Nettie was certain it was this rag doll — let us call it the Lil Red Rider (for want of better creativity) — that decided the sex of the offspring. She’d checked and documented it a hundred times, scratching away in her little notebook, numbers and pointers and little diagrams with figures of the rag dolls and the rider. Nothing but perfection was permissible.
She shut her manuscript, and her eyes, and smiled, confirming what she had always suspected. The insider theory. All the male worms she examined had cells with the Lil Red Rider. And none of the female cells did. The gender of the baby, then, was a man’s cross to bear. The environment — what a woman ate, or wore, or swore at — could not decide if she’d bear a boy or a girl. Both would have to be mealworms, of course.
Nettie wrinkled her nose; the milky baby-mist was back. She knew it was a dream, because her sweet neighbor, Wendy (it could also have been Jennifer — no difference, since both had a similar marriage and baby profile), was sitting at her coffee table, her tired feet up on a small stool, sipping peppermint tea. It had to be a dream because none of Wendy’s five babies was wailing; she showed no signs of a baby bump either. Nettie was seated beside her, rattling off her discovery about the Lil Red Rider who decided whether it would be a boy or not (because seriously, a girl and ‘not’ were pretty much the same then).
Wendy looked at her with glinting eyes.
“Do you mean to say I am not responsible for having all five of my daughters?”
“Of course you are! They wouldn’t be here if not for you. You, however, are not the reason all of them are girls.”
“It is not my fault then? Go, tell that to his mother!” Wendy whistled in relief.
“No, it is not. Also, daughters are not a ‘fault’.”
Nettie gulped down her tea and woke up, mostly because it wasn’t fun anymore. The babies were wailing, while the man of the house was hunching over the morning paper.
Nettie went on to publish the first volume of The Study of Spermatogenesis in 1905. The same year, Edmund Beecher Wilson, who was Nettie’s mentor in a way, published his paper, Studies on Chromosomes, which also talked about the role of this accessory chromosome in sex determination. We will come back to this, Matilda. Let me first give you a more relatable scenario.
Imagine your friend Zara (who was never up to any good, and frankly, I’m surprised the whiny little thing is still a friend of yours!) has written an essay on the adverse effects of whining on one’s health. She has done a fantastic job, bringing to light aspects one might never have considered.
Zara has been assigned as a mentee to this thoughtful young man, Danny, one grade her senior. He is a straight-A grader, plays on the college basketball team, and is popular for his easy-going nature. He is also the editor of the college magazine, and for the life of him, does not understand how The Merits and Demerits of Whining could have qualified as a topic for the annual intercollege essay contest.
Nevertheless, he goes ahead and pens his essay. He is reasonably convinced occasional complaining, to trusted friends, can actually be beneficial. The intensity and frequency of whining decide its effect.

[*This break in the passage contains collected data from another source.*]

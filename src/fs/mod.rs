// src/fs/mod.rs
//! Filesystem module - directory browsing and file type detection.

pub mod browser;
pub mod detection;

// Re-export commonly used types
pub use browser::{entry_path, load_entries, tail_path, Entry};
pub use detection::{detect_category, FileCategory};
// src/ui/mod.rs
//! UI module - handles terminal interface rendering and input.

pub mod icons;
pub mod keybindings;
pub mod layout;
pub mod tui;
pub mod widgets;

// Re-export main entry point
pub use tui::run;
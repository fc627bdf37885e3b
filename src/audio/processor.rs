// src/audio/processor.rs
//! The per-callback audio pipeline: transport → analysis tap → effect chain.

use std::sync::Arc;

use super::block::AudioBlock;
use super::effects::{EffectChain, EffectParameters};
use super::transport::TransportReader;
use super::visualizer::FifoProducer;

/// Runs on the audio thread once per block.
///
/// Owns the effect chain and the producer half of the analysis fifo. Nothing
/// in [`process`](Self::process) allocates, locks, or touches the filesystem.
pub struct AudioBlockProcessor {
    transport: TransportReader,
    effects: EffectChain,
    fifo: FifoProducer,
}

impl AudioBlockProcessor {
    pub fn new(transport: TransportReader, params: Arc<EffectParameters>, fifo: FifoProducer) -> Self {
        Self {
            transport,
            effects: EffectChain::new(params),
            fifo,
        }
    }

    /// Size internal state for the output format. Call before audio starts.
    pub fn prepare(&mut self, block_frames: usize, sample_rate: u32) {
        self.transport.prepare(block_frames, sample_rate);
        self.effects.prepare(sample_rate);
    }

    /// Produce the next block of output in place.
    pub fn process(&mut self, block: &mut AudioBlock) {
        if !self.transport.read_block(block) {
            // No source: silence, and the analyzer sees nothing
            return;
        }

        // Channel 0, before gain, feeds the spectrogram
        if block.num_channels() > 0 {
            for &sample in block.channel(0) {
                self.fifo.push(sample);
            }
        }

        self.effects.process(block);
    }
}
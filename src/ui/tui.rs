// src/ui/tui.rs
//! Terminal setup and the main event/render loop.

use std::{
    io,
    path::PathBuf,
    time::{Duration, Instant},
};

use anyhow::Result;
use crossterm::{
    event::{self, Event as CEvent},
    execute,
    terminal::{disable_raw_mode, enable_raw_mode, EnterAlternateScreen, LeaveAlternateScreen},
};
use ratatui::{backend::CrosstermBackend, Terminal};

use crate::{app::App, config::AppConfig};

type Term = Terminal<CrosstermBackend<io::Stdout>>;

/// Run the player until the user quits. `initial` is opened before the first frame.
pub fn run(config: AppConfig, initial: Option<PathBuf>) -> Result<()> {
    enable_raw_mode()?;
    let mut stdout = io::stdout();
    execute!(stdout, EnterAlternateScreen)?;

    let backend = CrosstermBackend::new(stdout);
    let mut terminal = Terminal::new(backend)?;
    terminal.clear()?;

    let result = run_app(&mut terminal, config, initial);

    // Restore the terminal even when the loop failed
    disable_raw_mode()?;
    execute!(terminal.backend_mut(), LeaveAlternateScreen)?;
    terminal.show_cursor()?;

    if let Err(e) = &result {
        log::error!("player exited with error: {:#}", e);
    }
    result
}

fn run_app(terminal: &mut Term, config: AppConfig, initial: Option<PathBuf>) -> Result<()> {
    let mut app = App::new(config)?;
    if let Some(path) = initial {
        app.open(&path);
    }

    let tick_rate = Duration::from_secs_f64(1.0 / app.config().display.tick_hz as f64);
    let mut last_tick = Instant::now();

    loop {
        terminal.draw(|f| app.draw(f))?;

        let timeout = tick_rate.checked_sub(last_tick.elapsed()).unwrap_or_default();
        if event::poll(timeout)? {
            if let CEvent::Key(key) = event::read()? {
                if app.on_key(key) {
                    break;
                }
            }
        }

        if last_tick.elapsed() >= tick_rate {
            last_tick = Instant::now();
            app.on_tick();
        }
    }

    app.shutdown();
    Ok(())
}
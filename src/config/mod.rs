// src/config/mod.rs
//! User configuration loaded from `<config dir>/spectroplay/config.yaml`.
//!
//! Every field has a default, so a partial (or missing) file is fine.

use std::path::{Path, PathBuf};

use serde::{Deserialize, Serialize};

use crate::audio::effects::{GAIN_DB_MAX, GAIN_DB_MIN};
use crate::audio::visualizer::spectrogram::{DEFAULT_HEIGHT, DEFAULT_WIDTH};

/// Top-level configuration.
#[derive(Debug, Clone, Default, PartialEq, Serialize, Deserialize)]
#[serde(default)]
pub struct AppConfig {
    pub audio: AudioConfig,
    pub display: DisplayConfig,
    pub controls: ControlsConfig,
}

#[derive(Debug, Clone, PartialEq, Serialize, Deserialize)]
#[serde(default)]
pub struct AudioConfig {
    /// Frames processed per audio block.
    pub block_frames: usize,
    /// Output sample rate; decoded files are resampled to this.
    pub sample_rate: u32,
    pub initial_gain_db: f32,
    pub initial_room_size: f32,
    pub reverb_enabled: bool,
}

impl Default for AudioConfig {
    fn default() -> Self {
        Self {
            block_frames: 512,
            sample_rate: 44_100,
            initial_gain_db: 0.0,
            initial_room_size: 0.0,
            reverb_enabled: false,
        }
    }
}

#[derive(Debug, Clone, PartialEq, Serialize, Deserialize)]
#[serde(default)]
pub struct DisplayConfig {
    /// Render ticks per second.
    pub tick_hz: u32,
    pub spectrogram_width: u32,
    pub spectrogram_height: u32,
}

impl Default for DisplayConfig {
    fn default() -> Self {
        Self {
            tick_hz: 60,
            spectrogram_width: DEFAULT_WIDTH,
            spectrogram_height: DEFAULT_HEIGHT,
        }
    }
}

#[derive(Debug, Clone, PartialEq, Serialize, Deserialize)]
#[serde(default)]
pub struct ControlsConfig {
    pub gain_step_db: f32,
    pub room_size_step: f32,
}

impl Default for ControlsConfig {
    fn default() -> Self {
        Self {
            gain_step_db: 1.0,
            room_size_step: 0.05,
        }
    }
}

impl AppConfig {
    /// Clamp every value into its usable range.
    pub fn sanitized(mut self) -> Self {
        let a = &mut self.audio;
        a.block_frames = a.block_frames.clamp(32, 8192);
        a.sample_rate = a.sample_rate.clamp(8_000, 192_000);
        a.initial_gain_db = a.initial_gain_db.clamp(GAIN_DB_MIN, GAIN_DB_MAX);
        a.initial_room_size = a.initial_room_size.clamp(0.0, 1.0);

        let d = &mut self.display;
        d.tick_hz = d.tick_hz.clamp(1, 240);
        d.spectrogram_width = d.spectrogram_width.clamp(16, 4096);
        d.spectrogram_height = d.spectrogram_height.clamp(16, 4096);

        let c = &mut self.controls;
        c.gain_step_db = c.gain_step_db.clamp(0.1, 10.0);
        c.room_size_step = c.room_size_step.clamp(0.01, 0.5);
        self
    }
}

/// Default config file location, if the platform has a config directory.
pub fn default_config_path() -> Option<PathBuf> {
    dirs::config_dir().map(|dir| dir.join("spectroplay").join("config.yaml"))
}

/// Load configuration from `path`, falling back to defaults on any problem.
pub fn load_config(path: &Path) -> AppConfig {
    if !path.exists() {
        log::info!("load_config: {:?} not found, using defaults", path);
        return AppConfig::default();
    }

    match std::fs::read_to_string(path) {
        Ok(contents) => match serde_yaml::from_str::<AppConfig>(&contents) {
            Ok(config) => {
                let config = config.sanitized();
                log::info!(
                    "load_config: block {} frames @ {} Hz, tick {} Hz",
                    config.audio.block_frames,
                    config.audio.sample_rate,
                    config.display.tick_hz
                );
                config
            }
            Err(e) => {
                log::warn!("load_config: failed to parse config: {}, using defaults", e);
                AppConfig::default()
            }
        },
        Err(e) => {
            log::warn!("load_config: failed to read config: {}, using defaults", e);
            AppConfig::default()
        }
    }
}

Then, he reads Zara’s essay. She makes such a strong point about the overall demerit of whining, he is convinced, and turns around his essay to a new bottom line: Whining is bad.
The judge for this competition turns out to be Danny’s thesis co-guide, who isn’t convinced about whining in general, let alone its merits. Danny bags the prize, and everyone says he deserved it, because, come on, he is quite good at writing. The judge gives Nettie — sorry, Zara — a passing mention; she did get close to making a point in an overcautious manner, as is typical of women, he says.
The shortlisted essays are put up in the college magazine. Zara finds hers in it. She also spots a good argument in Danny’s essay, especially since it is her argument.
Did she whine? Did she shrug her shoulders and move on? Who is to tell? Several years later, when the said judge authors a book about behavioral problems, he dedicates an entire chapter to whining. It pivots on Zara’s theory too.
You do understand, the essay and the whining are mere metaphors, right?
Edmund Beecher Wilson was credited with the discovery of the role of the accessory chromosome (that is our Lil Red Rider) in sex determination. Years later, Thomas Hunt Morgan, a mentor to Nettie Stevens and a former skeptic of the chromosome theory, won the Nobel Prize for Physiology for his work concerning the role of chromosomes in heredity, including his discovery that inheritance of certain traits was linked with sex chromosomes. He would credit Wilson over Nettie for the insight on the sex chromosomes.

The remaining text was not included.